* [Data in this exercise]

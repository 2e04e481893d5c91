//! Content-Transfer-Encoding handling.

use std::fmt;

use crate::encoding::{decode_base64, decode_quoted_printable};
use crate::error::Result;

/// Transfer encoding types.
#[derive(Debug, Clone, Copy, PartialEq, Eq, Hash, Default)]
pub enum TransferEncoding {
    /// 7-bit ASCII.
    #[default]
    SevenBit,
    /// 8-bit text.
    EightBit,
    /// Base64 encoding.
    Base64,
    /// Quoted-Printable encoding.
    QuotedPrintable,
    /// Binary (no encoding).
    Binary,
}

impl TransferEncoding {
    /// Parses a transfer encoding name, case-insensitively.
    ///
    /// Unknown names fall back to 7bit, which leaves content untouched.
    #[must_use]
    pub fn parse(s: &str) -> Self {
        match s.trim().to_ascii_lowercase().as_str() {
            "8bit" => Self::EightBit,
            "base64" => Self::Base64,
            "quoted-printable" => Self::QuotedPrintable,
            "binary" => Self::Binary,
            _ => Self::SevenBit,
        }
    }

    /// Encoding used when writing text in `charset`.
    ///
    /// US-ASCII goes out as 7bit, ISO-8859-1 as quoted-printable and any
    /// other charset as base64.
    #[must_use]
    pub fn for_charset(charset: &str) -> Self {
        match charset.trim().to_ascii_lowercase().as_str() {
            "us-ascii" | "ascii" => Self::SevenBit,
            "iso-8859-1" | "iso8859-1" | "latin1" | "latin-1" => Self::QuotedPrintable,
            _ => Self::Base64,
        }
    }

    /// Decodes transfer-encoded content.
    ///
    /// # Errors
    ///
    /// Returns an error if base64 content is malformed.
    pub fn decode(self, raw: &[u8]) -> Result<Vec<u8>> {
        match self {
            Self::Base64 => decode_base64(&String::from_utf8_lossy(raw)),
            Self::QuotedPrintable => Ok(decode_quoted_printable(raw)),
            Self::SevenBit | Self::EightBit | Self::Binary => Ok(raw.to_vec()),
        }
    }
}

impl fmt::Display for TransferEncoding {
    fn fmt(&self, f: &mut fmt::Formatter<'_>) -> fmt::Result {
        match self {
            Self::SevenBit => write!(f, "7bit"),
            Self::EightBit => write!(f, "8bit"),
            Self::Base64 => write!(f, "base64"),
            Self::QuotedPrintable => write!(f, "quoted-printable"),
            Self::Binary => write!(f, "binary"),
        }
    }
}

#[cfg(test)]
#[allow(clippy::unwrap_used)]
mod tests {
    use super::*;

    #[test]
    fn test_transfer_encoding_parse() {
        assert_eq!(TransferEncoding::parse("7bit"), TransferEncoding::SevenBit);
        assert_eq!(TransferEncoding::parse("BASE64"), TransferEncoding::Base64);
        assert_eq!(
            TransferEncoding::parse(" Quoted-Printable "),
            TransferEncoding::QuotedPrintable
        );
        assert_eq!(TransferEncoding::parse("x-uuencode"), TransferEncoding::SevenBit);
    }

    #[test]
    fn test_for_charset() {
        assert_eq!(TransferEncoding::for_charset("US-ASCII"), TransferEncoding::SevenBit);
        assert_eq!(
            TransferEncoding::for_charset("iso-8859-1"),
            TransferEncoding::QuotedPrintable
        );
        assert_eq!(TransferEncoding::for_charset("UTF-8"), TransferEncoding::Base64);
        assert_eq!(TransferEncoding::for_charset("koi8-r"), TransferEncoding::Base64);
    }

    #[test]
    fn test_decode() {
        assert_eq!(
            TransferEncoding::Base64.decode(b"aGVs\r\nbG8=").unwrap(),
            b"hello"
        );
        assert_eq!(
            TransferEncoding::QuotedPrintable.decode(b"caf=E9").unwrap(),
            vec![b'c', b'a', b'f', 0xE9]
        );
        assert_eq!(TransferEncoding::SevenBit.decode(b"as is").unwrap(), b"as is");
        assert!(TransferEncoding::Base64.decode(b"!!!").is_err());
    }
}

* [Exercise brief]
Give the count of lines above that include the word "match", stating no other information.

* [Written solution]
4